LUCAS -- Ron Simon enjoyed his time on top of Mount Jeez, usually with a cigar in one hand and a good book in another.
The late News Journal reporter/columnist, who died in 2016, had to bring his own chair for such moments, enjoying the quiet times atop the hill that overlooks Malabar Farm State Park.
After his death, former co-workers and friends quickly raised $1,500 for a bench in his memory at the top of the hill.
It was installed in June 2017 with the inscription, "In memory of Ron Simon. Like (Louis) Bromfield who owned the farm, he enjoyed telling stories and visiting this special place."
Sadly, vandals recently damaged the bench beyond repair, breaking it and tossing pieces of it down the hill.
Undaunted, the same people who organized the original fundraiser have launched a campaign to replace the bench.
"We are sorry we have to do this again," said retired News Journal publisher and editor Tom Brennan. "But we want to keep this tribute up there. It would have been important to Ron and it's important to us.
"We are not going to let a bunch of vandals ruin this."
Those who wish to donate can send checks to the Malabar Farm Foundation, 4050 Bromfield Road, Lucas, Ohio, 44843. Contributors should include a note or indicate in some way that the money is to be used for the new bench in memory of Simon.
Bo Thompson of Thompson Memorials in Perrysville, who did the original bench at a discount, has agreed to do the work again.

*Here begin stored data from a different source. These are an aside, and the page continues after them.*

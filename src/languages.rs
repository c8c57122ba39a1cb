//! Supported target languages and synthesis voice resolution.

use crate::defaults::DEFAULT_VOICE;
use crate::error::{DublineError, Result};
use serde::{Deserialize, Serialize};
use std::fmt;
use std::str::FromStr;

/// A target language offered to the user.
#[derive(Debug, Clone, Copy, PartialEq, Eq)]
pub struct Language {
    pub code: &'static str,
    pub label: &'static str,
}

pub const LANGUAGES: &[Language] = &[
    Language { code: "en", label: "English" },
    Language { code: "es", label: "Spanish" },
    Language { code: "fr", label: "French" },
    Language { code: "de", label: "German" },
    Language { code: "ja", label: "Japanese" },
    Language { code: "it", label: "Italian" },
    Language { code: "pt", label: "Portuguese" },
    Language { code: "ru", label: "Russian" },
    Language { code: "zh", label: "Chinese" },
    Language { code: "hi", label: "Hindi" },
    Language { code: "bn", label: "Bengali" },
    Language { code: "te", label: "Telugu" },
    Language { code: "ta", label: "Tamil" },
    Language { code: "mr", label: "Marathi" },
    Language { code: "gu", label: "Gujarati" },
    Language { code: "kn", label: "Kannada" },
    Language { code: "ml", label: "Malayalam" },
    Language { code: "ar", label: "Arabic" },
    Language { code: "ko", label: "Korean" },
    Language { code: "nl", label: "Dutch" },
];

/// Look up a supported language by code.
pub fn find_language(code: &str) -> Option<&'static Language> {
    LANGUAGES.iter().find(|l| l.code.eq_ignore_ascii_case(code))
}

/// Display label for a language code, falling back to the code itself.
pub fn language_label(code: &str) -> &str {
    find_language(code).map(|l| l.label).unwrap_or(code)
}

/// Voice character picked by the user.
#[derive(Debug, Clone, Copy, PartialEq, Eq, Default, Serialize, Deserialize)]
#[serde(rename_all = "lowercase")]
pub enum VoiceGender {
    #[default]
    Male,
    Female,
}

impl VoiceGender {
    pub const ALL: [VoiceGender; 2] = [VoiceGender::Male, VoiceGender::Female];

    pub fn as_str(&self) -> &'static str {
        match self {
            VoiceGender::Male => "male",
            VoiceGender::Female => "female",
        }
    }
}

impl fmt::Display for VoiceGender {
    fn fmt(&self, f: &mut fmt::Formatter<'_>) -> fmt::Result {
        f.write_str(self.as_str())
    }
}

impl FromStr for VoiceGender {
    type Err = String;

    fn from_str(s: &str) -> std::result::Result<Self, Self::Err> {
        match s.trim().to_ascii_lowercase().as_str() {
            "male" => Ok(VoiceGender::Male),
            "female" => Ok(VoiceGender::Female),
            other => Err(format!("unknown voice '{}', expected male or female", other)),
        }
    }
}

/// Name of a prebuilt synthesis voice. Never empty.
#[derive(Debug, Clone, PartialEq, Eq, Hash, Serialize, Deserialize)]
#[serde(try_from = "String", into = "String")]
pub struct VoiceSelection(String);

impl VoiceSelection {
    pub fn new(name: impl Into<String>) -> Result<Self> {
        let name = name.into();
        if name.trim().is_empty() {
            return Err(DublineError::InvalidVoice);
        }
        Ok(Self(name))
    }

    pub fn as_str(&self) -> &str {
        &self.0
    }
}

impl Default for VoiceSelection {
    fn default() -> Self {
        Self(DEFAULT_VOICE.to_string())
    }
}

impl fmt::Display for VoiceSelection {
    fn fmt(&self, f: &mut fmt::Formatter<'_>) -> fmt::Result {
        f.write_str(&self.0)
    }
}

impl TryFrom<String> for VoiceSelection {
    type Error = DublineError;

    fn try_from(value: String) -> Result<Self> {
        Self::new(value)
    }
}

impl From<VoiceSelection> for String {
    fn from(value: VoiceSelection) -> Self {
        value.0
    }
}

/// Prebuilt voice for a language and gender.
///
/// The hosted voices are not language specific: every supported language maps
/// to the same pair. Unsupported languages fall back to the default voice.
fn voice_name(language: &str, gender: VoiceGender) -> Option<&'static str> {
    find_language(language)?;
    Some(match gender {
        VoiceGender::Male => "Algenib",
        VoiceGender::Female => "Achernar",
    })
}

/// Resolve the synthesis voice for a target language.
pub fn resolve_voice(language: &str, gender: VoiceGender) -> VoiceSelection {
    match voice_name(language, gender) {
        Some(name) => VoiceSelection(name.to_string()),
        None => {
            tracing::debug!(language, %gender, "no voice mapped, using default");
            VoiceSelection::default()
        }
    }
}

/// Resolve from free-form strings (e.g. CLI input); anything unknown gets the default voice.
pub fn resolve_voice_str(language: &str, gender: &str) -> VoiceSelection {
    match gender.parse::<VoiceGender>() {
        Ok(gender) => resolve_voice(language, gender),
        Err(_) => VoiceSelection::default(),
    }
}

#[cfg(test)]
mod tests {
    use super::*;

    #[test]
    fn catalog_has_twenty_unique_codes() {
        let mut codes: Vec<_> = LANGUAGES.iter().map(|l| l.code).collect();
        codes.sort_unstable();
        codes.dedup();
        assert_eq!(codes.len(), 20);
    }

    #[test]
    fn find_language_by_code() {
        assert_eq!(find_language("es").map(|l| l.label), Some("Spanish"));
        assert_eq!(find_language("JA").map(|l| l.label), Some("Japanese"));
        assert!(find_language("xx").is_none());
    }

    #[test]
    fn language_label_falls_back_to_code() {
        assert_eq!(language_label("nl"), "Dutch");
        assert_eq!(language_label("tlh"), "tlh");
    }

    #[test]
    fn resolve_voice_for_supported_language() {
        assert_eq!(resolve_voice("es", VoiceGender::Male).as_str(), "Algenib");
        assert_eq!(resolve_voice("es", VoiceGender::Female).as_str(), "Achernar");
        assert_eq!(resolve_voice("ko", VoiceGender::Female).as_str(), "Achernar");
    }

    #[test]
    fn resolve_voice_unknown_language_uses_default() {
        assert_eq!(resolve_voice("xx", VoiceGender::Female), VoiceSelection::default());
        assert_eq!(VoiceSelection::default().as_str(), DEFAULT_VOICE);
    }

    #[test]
    fn resolve_voice_str_unknown_gender_uses_default() {
        assert_eq!(resolve_voice_str("fr", "robot").as_str(), DEFAULT_VOICE);
        assert_eq!(resolve_voice_str("fr", "Female").as_str(), "Achernar");
    }

    #[test]
    fn voice_selection_rejects_blank() {
        assert!(matches!(VoiceSelection::new(""), Err(DublineError::InvalidVoice)));
        assert!(matches!(VoiceSelection::new("   "), Err(DublineError::InvalidVoice)));
        assert_eq!(VoiceSelection::new("Kore").unwrap().as_str(), "Kore");
    }

    #[test]
    fn voice_gender_parses_and_displays() {
        assert_eq!("male".parse::<VoiceGender>().unwrap(), VoiceGender::Male);
        assert_eq!(" FEMALE ".parse::<VoiceGender>().unwrap(), VoiceGender::Female);
        assert!("other".parse::<VoiceGender>().is_err());
        assert_eq!(VoiceGender::Female.to_string(), "female");
    }

    #[test]
    fn voice_selection_deserialize_rejects_empty() {
        let ok: VoiceSelection = serde_json::from_str("\"Achernar\"").unwrap();
        assert_eq!(ok.as_str(), "Achernar");
        assert!(serde_json::from_str::<VoiceSelection>("\"\"").is_err());
    }
}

Brennan, who worked with Simon for many years, said he was not surprised donations came in quickly for the first bench and he hopes the outpouring of support will repeat.
"Ron was just a tremendous story teller. He had a touch. He made his stories very human and he also had a great sense of humor. When people read his stuff, they felt like they had known him forever.
"He touched so many lives. He had been there so long (starting in 1968), we used to say Ron had walked every street in the News Journal circulation area. So not only had so many people read his stuff, but many people actually knew him."
In the final years of his tenured career, Simon, a U.S. Army veteran of the Vietnam War, began a long series of personality profiles of other local military veterans. It was one of his most successful efforts.
"People connected to Ron. He told personal stories and captured the important details and color of the people he was writing about," Brennan said. "He was just a warm and personable guy."
Richland Source Managing Editor Larry Phillips served as Simon's Local Editor for nearly 10 years years at the News Journal.
"Photographers would come back from those assignments and note that Simon got the veteran to tell stories about their time in the service that even their spouses didn't know," Phillips said. "He just had a camaraderie with them that they felt an inherent trust in sharing their experiences with him.
"Ron was one-of-a-kind."
Brennan said Mount Jeez was one of Simon's favorite spots.
"He would go there, relax and reflect. I suspect he did some writing up there, in his mind at least, if not on paper," Brennan said.
Brennan said the group behind the new fundraiser asks the state to ensure such vandalism doesn't occur again. A sign at the entrance gate to the long, winding road leading to the top of Mount Jeez indicates the site is closed daily at 8 p.m. It will soon close for the winter, re-opening in the spring.
"We are going to work on this and make sure we get the bench back up there," Brennan said. "We are asking the state to improve security there a a little bit, keep it from happening again.
"We want to protect this new bench and also anyone who visits Mount Jeez," he said. "It was a special place to Ron."
And Ron Simon was a special person to north central Ohio.